Provide only the number of lines in the following data that contain "Arrow".

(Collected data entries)
%%

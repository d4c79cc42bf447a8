// SPDX-FileCopyrightText: 2025 Caspar Water Company
//
// SPDX-License-Identifier: Apache-2.0

pub type Result<T> = std::result::Result<T, PagerError>;

#[derive(Debug, thiserror::Error)]
pub enum PagerError {
    #[error("Unsupported page size {0}; expected one of {allowed:?}", allowed = crate::PAGE_SIZES)]
    UnsupportedPageSize(usize),

    #[error("Arrow error: {0}")]
    Arrow(#[from] arrow_schema::ArrowError),
}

%%

Solution to this exercise: 2